Come ha sottolineato Alexander Lukashenko, la caratteristica particolare
principale del modello di sviluppo bielorusso è l’elevata sicurezza sociale dei
cittadini. “Noi non abbiamo mai trascurato le necessità della popolazione. Il
fatto principale che attesta ciò è che 65% del bilancio è speso per i bisogni
sociali”, ha detto il presidente.
Il capo di stato ha aggiunto “Difendo un’equa politica economica. Noi non
vorremmo assistere al verificarsi in Bielorussia di una grande estensione
dell'ineguaglianza di reddito. Ciò non significa che non vorremmo avere tante
persone ricche. Sarei felice se ci fossero tante famiglie benestanti. Intendo
dire che noi non vorremmo che alcune persone facessero delle fortune con la
vendita di proprietà di stato, come raffinerie di petrolio, fertilizzante di
potassa e produzioni metallurgiche.”
Alesxander Lukashenko ha sottolineato
di essere venuto al potere dall'opposizione e che, quelli che una volta erano
con il presidente, oggi stanno lottando contro il governo della repubblica.
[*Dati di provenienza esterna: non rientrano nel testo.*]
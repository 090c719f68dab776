//! Delegation to the external build engine.
//!
//! The engine (`verso-build`) owns fetching and compiling; this module only
//! assembles its invocation, blocks until it terminates, and interprets the
//! raw exit status exactly once into a tagged [`BuildOutcome`]. Engine
//! diagnostics go to the inherited stdio streams and are never duplicated
//! here.

use std::env;
use std::io;
use std::path::Path;

use tokio::process::Command;
use tokio::signal;
use tracing::{debug, info, warn};

use crate::consts::{BUILD_COMMAND, ENV_BUILD_CACHE_PATH, ENV_BUILD_PATH, ENV_BUILD_ROOT};
use crate::install::InstallTarget;
use crate::paths::VersoPaths;

/// Caller-requested build options, forwarded to the engine.
#[derive(Debug, Clone, Copy, Default)]
pub struct BuildFlags {
  /// Keep the engine's working tree after the build.
  pub keep: bool,
  /// Forward verbose output.
  pub verbose: bool,
}

/// The interpreted result of one engine invocation.
#[derive(Debug, Clone, Copy, PartialEq, Eq)]
pub enum BuildOutcome {
  /// Exit status 0.
  Success,
  /// Exit status 2: the engine does not recognize the definition.
  DefinitionNotFound,
  /// Any other non-zero exit status, forwarded verbatim.
  Failed(i32),
  /// The run was interrupted while the engine was active; the child has
  /// been killed and reaped.
  Interrupted,
}

impl BuildOutcome {
  /// Interpret a raw exit code. This is the only place status numerals are
  /// compared.
  pub fn interpret(code: Option<i32>) -> Self {
    match code {
      Some(0) => BuildOutcome::Success,
      Some(2) => BuildOutcome::DefinitionNotFound,
      Some(status) => BuildOutcome::Failed(status),
      // Killed by a signal without an exit code; treat as a plain failure.
      None => BuildOutcome::Failed(1),
    }
  }
}

/// Errors spawning or waiting on the engine.
#[derive(Debug, thiserror::Error)]
pub enum BuildError {
  #[error("build engine '{BUILD_COMMAND}' not found on PATH")]
  EngineNotFound,

  #[error("failed to run build engine '{BUILD_COMMAND}': {0}")]
  Io(#[from] io::Error),
}

/// Invoke the engine for the resolved target and block until it terminates.
///
/// Exactly one invocation happens per orchestration run. The engine may
/// write into the prefix and into its scratch location; neither is inspected
/// here. Ctrl-c while the engine runs kills the child and yields
/// [`BuildOutcome::Interrupted`].
pub async fn invoke(target: &InstallTarget, paths: &VersoPaths, flags: BuildFlags) -> Result<BuildOutcome, BuildError> {
  let mut keep = flags.keep;

  let mut command = Command::new(BUILD_COMMAND);

  // A build-scratch-root override relocates the working tree and implies
  // keep-mode: the caller asked for the tree to land somewhere durable.
  if let Some(build_root) = env::var_os(ENV_BUILD_ROOT) {
    let build_path = Path::new(&build_root).join(&target.version_name);
    debug!(build_path = %build_path.display(), "using build root override");
    command.env(ENV_BUILD_PATH, build_path);
    keep = true;
  }

  if env::var_os(ENV_BUILD_CACHE_PATH).is_none() {
    let cache_dir = paths.cache_dir();
    if cache_dir.is_dir() {
      debug!(cache = %cache_dir.display(), "using conventional cache directory");
      command.env(ENV_BUILD_CACHE_PATH, cache_dir);
    }
  }

  if keep {
    command.arg("--keep");
  }
  if flags.verbose {
    command.arg("--verbose");
  }
  command.arg(&target.definition).arg(&target.prefix);

  info!(
    definition = %target.definition,
    prefix = %target.prefix.display(),
    keep,
    "invoking build engine"
  );

  let mut child = command.spawn().map_err(|err| {
    if err.kind() == io::ErrorKind::NotFound {
      BuildError::EngineNotFound
    } else {
      BuildError::Io(err)
    }
  })?;

  tokio::select! {
    status = child.wait() => {
      let status = status?;
      let outcome = BuildOutcome::interpret(status.code());
      debug!(?outcome, "build engine terminated");
      Ok(outcome)
    }
    _ = signal::ctrl_c() => {
      warn!("interrupted, stopping build engine");
      // The terminal already delivered SIGINT to the foreground group; kill
      // covers detached children, then reap.
      child.kill().await?;
      Ok(BuildOutcome::Interrupted)
    }
  }
}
“L’opposizione dovrebbe maturare e proporre alla società qualche cosa di
positivo piuttosto che limitarsi ad ‘urlare’ di imporre sanzioni contro
Lukashenko. Quali sanzioni economiche possono essere imposte contro Lukashenko?
Contro il paese e la nazione?”
Secondo il leader della Bielorussia, vincere le elezioni presidenziali non è il
principale obiettivo dell'opposizione. “Loro non pensano a sconfiggere
Lukashenko. L'opposizione bielorussa considera la politica come un affare. Un
grosso affare.”
“Oggi in Bielorussia non c'è nessun dissenso nazionale e inter-confessionale.
Nessuno sta combattendo. Cose c’è che non va in Bielorussia? È solo che i paesi
occidentali non sono contenti della politica che Lukashenko sta perseguendo.
Lukashenko ha rovinato tutti i piani di un nuovo ordine europeo ed è favorevole
ad un'unione con la Russia. Queste sono le cose che distinguono il modello
bielorusso da quello della grande democrazia che esiste nei paesi occidentali”,
ha aggiunto il capo di stato.
(BelTA è stata informata dal servizio stampa presidenziale che l'intervista di Gleb Pavlovskiy al leader della Bielorussia sarà diffusa nel prossimo programma “Real Politics”).